Cell entry by a novel European filovirus requires host endosomal cysteine proteases and Niemann–Pick C1

Ng M, Ndungo E, Jangra RK, Cai Y, Postnikova E, Radoshitzky SR, Dye JM, Ramírez de Arellano E, Negredo A, Palacios G, Kuhn JH, Chandran K. 2014. Virology 468-470:637-646.

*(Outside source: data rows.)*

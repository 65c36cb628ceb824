use serde::Deserialize;
use serde_json::Value;
use std::collections::BTreeMap;

// ---------------------------------------------------------------------------
// Upstream API types. The shapes are owned by the league API, not by us; we
// only type the fields the templates actually read. Everything else stays an
// opaque `Value` and is passed straight through to the page.
// ---------------------------------------------------------------------------

#[derive(Debug, Clone, Deserialize)]
pub struct Team {
    pub team_name: String,
    pub owner: String,
    pub rank: Option<i32>,
    pub wins: i32,
    pub losses: i32,
    #[serde(default)]
    pub ties: i32,
    pub points_for: f64,
    pub points_against: f64,
    pub season_year: i32,
}

#[derive(Debug, Clone, Deserialize)]
pub struct Champion {
    pub year: i32,
    pub team: String,
    pub owner: String,
    pub record: String,
    pub points_for: f64,
}

#[derive(Debug, Clone, Deserialize)]
pub struct Manager {
    pub name: String,
    pub all_time_record: String,
    pub total_wins: i32,
    pub total_losses: i32,
    pub championships: i32,
    pub playoff_appearances: i32,
    pub avg_points_for: f64,
    pub seasons_played: i32,
}

#[derive(Debug, Clone, Deserialize)]
pub struct ManagerProfile {
    pub name: String,
    pub all_time_record: String,
    pub total_wins: i32,
    pub total_losses: i32,
    pub championships: i32,
    pub playoff_appearances: i32,
    pub avg_points_for: f64,
    pub seasons_played: i32,
    #[serde(default)]
    pub season_history: Vec<ManagerSeason>,
}

#[derive(Debug, Clone, Deserialize)]
pub struct ManagerSeason {
    pub season_year: i32,
    pub team_name: String,
    pub rank: Option<i32>,
    pub wins: i32,
    pub losses: i32,
    pub points_for: f64,
    pub points_against: f64,
}

/// All-time record entry. `year` is free text upstream ("2023", "2019, 2021",
/// "All-Time"), so it stays a string.
#[derive(Debug, Clone, Deserialize)]
pub struct LeagueRecord {
    pub category: String,
    pub value: String,
    pub holder: String,
    pub year: String,
}

#[derive(Debug, Clone, Deserialize)]
pub struct Matchup {
    pub week: i32,
    pub home_team: String,
    pub home_score: f64,
    pub away_team: String,
    pub away_score: f64,
    pub bracket_type: Option<String>,
}

// ---------------------------------------------------------------------------
// Response envelopes: every endpoint wraps its payload in a single named
// field.
// ---------------------------------------------------------------------------

#[derive(Debug, Deserialize)]
pub struct SeasonsEnvelope {
    pub seasons: Vec<i32>,
}

#[derive(Debug, Deserialize)]
pub struct TeamsEnvelope {
    pub teams: Vec<Team>,
}

#[derive(Debug, Deserialize)]
pub struct ChampionsEnvelope {
    pub champions: Vec<Champion>,
}

#[derive(Debug, Deserialize)]
pub struct ManagersEnvelope {
    pub managers: Vec<Manager>,
}

#[derive(Debug, Deserialize)]
pub struct RecordsEnvelope {
    pub records: Vec<LeagueRecord>,
}

#[derive(Debug, Deserialize)]
pub struct MatchupsEnvelope {
    pub year: i32,
    pub week: Option<i32>,
    #[serde(default)]
    pub max_week: i32,
    pub matchups: Vec<Matchup>,
}

#[derive(Debug, Deserialize)]
pub struct RivalriesEnvelope {
    #[serde(default)]
    pub rivalries: Vec<Value>,
}

#[derive(Debug, Deserialize)]
pub struct WeeklyResultsEnvelope {
    #[serde(default)]
    pub weekly_results: Vec<Value>,
}

#[derive(Debug, Deserialize)]
pub struct LuckEnvelope {
    #[serde(default)]
    pub luck_rankings: Vec<Value>,
}

// ---------------------------------------------------------------------------
// Legacy D/ST stats payload: per-week lines plus per-season totals, keyed by
// season year. Stat fields default to zero when absent.
// ---------------------------------------------------------------------------

#[derive(Debug, Clone, Default, Deserialize)]
pub struct DstStats {
    pub viewing_season: Option<i32>,
    #[serde(default)]
    pub seasons_data: BTreeMap<i32, Vec<DstWeekLine>>,
    #[serde(default)]
    pub season_totals: BTreeMap<i32, DstSeasonTotals>,
    #[serde(default)]
    pub weekly_stats: Vec<DstWeekLine>,
}

#[derive(Debug, Clone, Default, Deserialize)]
pub struct DstWeekLine {
    #[serde(default)]
    pub week: i32,
    pub opponent_team: Option<String>,
    #[serde(default)]
    pub def_sacks: f64,
    #[serde(default)]
    pub def_interceptions: f64,
    #[serde(default)]
    pub def_fumbles_recovered: f64,
    #[serde(default)]
    pub def_fumbles_forced: f64,
    #[serde(default)]
    pub def_touchdowns: f64,
    #[serde(default)]
    pub special_teams_tds: f64,
    #[serde(default)]
    pub def_safeties: f64,
    #[serde(default)]
    pub points_allowed: f64,
    #[serde(default)]
    pub fantasy_points_ppr: f64,
}

#[derive(Debug, Clone, Default, Deserialize)]
pub struct DstSeasonTotals {
    #[serde(default)]
    pub games: i32,
    #[serde(default)]
    pub def_sacks: f64,
    #[serde(default)]
    pub def_interceptions: f64,
    #[serde(default)]
    pub def_fumbles_recovered: f64,
    #[serde(default)]
    pub def_touchdowns: f64,
    #[serde(default)]
    pub special_teams_tds: f64,
    #[serde(default)]
    pub def_safeties: f64,
    #[serde(default)]
    pub points_allowed: f64,
    #[serde(default)]
    pub avg_points_allowed: f64,
    #[serde(default)]
    pub fantasy_points_ppr: f64,
}

// ---------------------------------------------------------------------------
// Page data: what each loader hands to its template. The Default impls double
// as the fallback shape when the upstream fetch fails.
// ---------------------------------------------------------------------------

#[derive(Debug, Clone, Default)]
pub struct HomePage {
    pub seasons: Vec<i32>,
    pub champions: Vec<Champion>,
    pub managers: Vec<Manager>,
    pub latest_standings: Vec<Team>,
    pub latest_year: i32,
}

#[derive(Debug, Clone, Default)]
pub struct HistoryPage {
    pub years: Vec<i32>,
    pub standings: Vec<Team>,
    pub selected_year: i32,
}

#[derive(Debug, Clone, Default)]
pub struct ChampionsPage {
    pub champions: Vec<Champion>,
}

#[derive(Debug, Clone, Default)]
pub struct ManagersPage {
    pub managers: Vec<Manager>,
}

#[derive(Debug, Clone, Default)]
pub struct ManagerPage {
    pub manager: Option<ManagerProfile>,
    pub rivalries: Vec<Value>,
    pub weekly_results: Vec<Value>,
    pub error: Option<String>,
}

#[derive(Debug, Clone, Default)]
pub struct TidbitsPage {
    pub luck: Vec<Value>,
    pub records: Vec<LeagueRecord>,
    pub error: Option<String>,
}

#[derive(Debug, Clone, Default)]
pub struct RecordsPage {
    pub records: Vec<LeagueRecord>,
}

#[derive(Debug, Clone, Default)]
pub struct MatchupsPage {
    pub year: i32,
    pub week: Option<i32>,
    pub max_week: i32,
    pub matchups: Vec<Matchup>,
}

#[cfg(test)]
mod tests {
    use super::*;

    #[test]
    fn team_ties_default_to_zero() {
        let team: Team = serde_json::from_value(serde_json::json!({
            "team_name": "Inferno",
            "owner": "Blaze Runner",
            "rank": 1,
            "wins": 10,
            "losses": 4,
            "points_for": 1543.2,
            "points_against": 1320.8,
            "season_year": 2024
        }))
        .unwrap();
        assert_eq!(team.ties, 0);
        assert_eq!(team.rank, Some(1));
    }

    #[test]
    fn dst_stats_season_keys_parse_from_strings() {
        let stats: DstStats = serde_json::from_value(serde_json::json!({
            "viewing_season": 2022,
            "seasons_data": {
                "2022": [{"week": 3, "points_allowed": 17}]
            },
            "season_totals": {
                "2022": {"games": 1, "def_sacks": 2.0}
            },
            "weekly_stats": [{"week": 3}]
        }))
        .unwrap();
        let lines = stats.seasons_data.get(&2022).unwrap();
        assert_eq!(lines[0].week, 3);
        assert_eq!(lines[0].points_allowed, 17.0);
        assert_eq!(lines[0].def_sacks, 0.0);
        assert_eq!(stats.season_totals.get(&2022).unwrap().games, 1);
    }
}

[doi: 10.1016/j.virol.2014.08.019]  [Download PDF]


ABSTRACT

Lloviu virus (LLOV), a phylogenetically divergent filovirus, is the proposed etiologic agent of die-offs of Schreibers's long-fingered bats (Miniopterus schreibersii) in western Europe. Studies of LLOV remain limited because the infectious agent has not yet been isolated. Here, we generated a recombinant vesicular stomatitis virus expressing the LLOV spike glycoprotein (GP) and used it to show that LLOV GP resembles other filovirus GP proteins in structure and function. LLOV GP must be cleaved by endosomal cysteine proteases during entry, but is much more protease-sensitive than EBOV GP. The EBOV/MARV receptor, Niemann–Pick C1 (NPC1), is also required for LLOV entry, and its second luminal domain is recognized with high affinity by a cleaved form of LLOV GP, suggesting that receptor binding would not impose a barrier to LLOV infection of humans and non-human primates. The use of NPC1 as an intracellular entry receptor may be a universal property of filoviruses.